Astrophysicist Stephen Hawking is not an easy subject to tackle -- in books, movies, conversation or anywhere else. This genius, this man, his work and his disease are especially tough topics to put to film. However, The Theory of Everything does it quite nicely, which is probably why it's currently in the running for five Academy Awards, including Best Picture, Best Actor and Best Actress.
Just know that the film is more love story than biopic, chronicling the 30-year marriage of Stephen (Eddie Redmayne) and his wife, Jane (Felicity Jones). It shows the two meeting in college and before you know it, they've fallen in love. As the relationship progresses, Stephen's health begins to deteriorate, due to a slow-progressing form of ALS. On the surface, one would expect the movie to cover more about this debilitating disease. Instead, it's more about what Hawking did with it, including having a family and becoming one of the greatest minds we've ever seen.
While some may be disappointed that the film doesn't delve more into Hawking's disease or his work, there's no denying that The Theory of Everything is a good movie. As mentioned, Hawking's life is a complication one; it's hard to pack all of that into a mere two hours. Instead, the film hits the highlights, showing how one man (and woman) managed to overcome incredible odds.
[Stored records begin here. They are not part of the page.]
use ml_core::ModelError;
use thiserror::Error;

/// A single frame could not be turned into a published result. The frame is
/// skipped; the session carries on.
#[derive(Debug, Error)]
pub enum FrameProcessingError {
    #[error(transparent)]
    Detection(#[from] ModelError),
    #[error("frame is unusable: {0}")]
    InvalidFrame(String),
    #[error("frame processing panicked: {0}")]
    Panicked(String),
}

/// Image encoding failed. Streams fall back to the placeholder.
#[derive(Debug, Error)]
#[error("failed to encode frame: {0}")]
pub struct EncodeError(pub String);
It's also a showpiece for great acting -- and great acting you shall receive. Jones is wonderful as Jane. She oozes love and pretty much every other emotion you can imagine. However, Redmayne is the real lure here. He transforms himself into Hawking in every stage of his life. From his awkward youth to his diagnosis to the point where he can no longer speak; he not only earned that nomination, but seems to be the one to beat on Oscar night.
Want to find out more about this movie before Oscar night? Check out Lexi Feinberg's theatrical review of The Theory of Everything.
The Theory of Everything is very soft in spots, which gives the image some style and actually conveys the time period very well. That's not my nice way of saying that this 2.40:1 image is bad, though. It's actually quite enjoyable and offers plenty of pop. There are scenes that tint a heavy blue or orange/red. Then other times, there are bursts of color, particularly in the lush outdoor scenery or those bold red theater seats. It's all intentional, but it's also not quite as sharp as you'd expect from a brand-new Oscar contender. That said, this film does have moments where the detail is quite impressive, most notably when close up on Eddie Redmayne's face, his blazer, his shaking hands, and even during his spinal tap.
Universal has given The Theory of Everything a lone DTS-HD Master Audio 5.1 track. It's nothing spectacular, but it's perfect for this type of movie. Birds, the ocean, parties and other portions of the film do provide some great atmospheric sounds. The theater scene is especially powerful, due to the use of music and the rest of the film's soundtrack is subtle, but present in all of the speakers. However, this is really a dialogue-driven movie and this track delivers every word clearly.
Some may be put off by the love story aspects (and maybe even the lack of special features), but The Theory of Everything has everything you'd want in a Blu-ray purchase. An enjoyable AV experience and captivating, Oscar-caliber content make this one worth picking up the day it's released.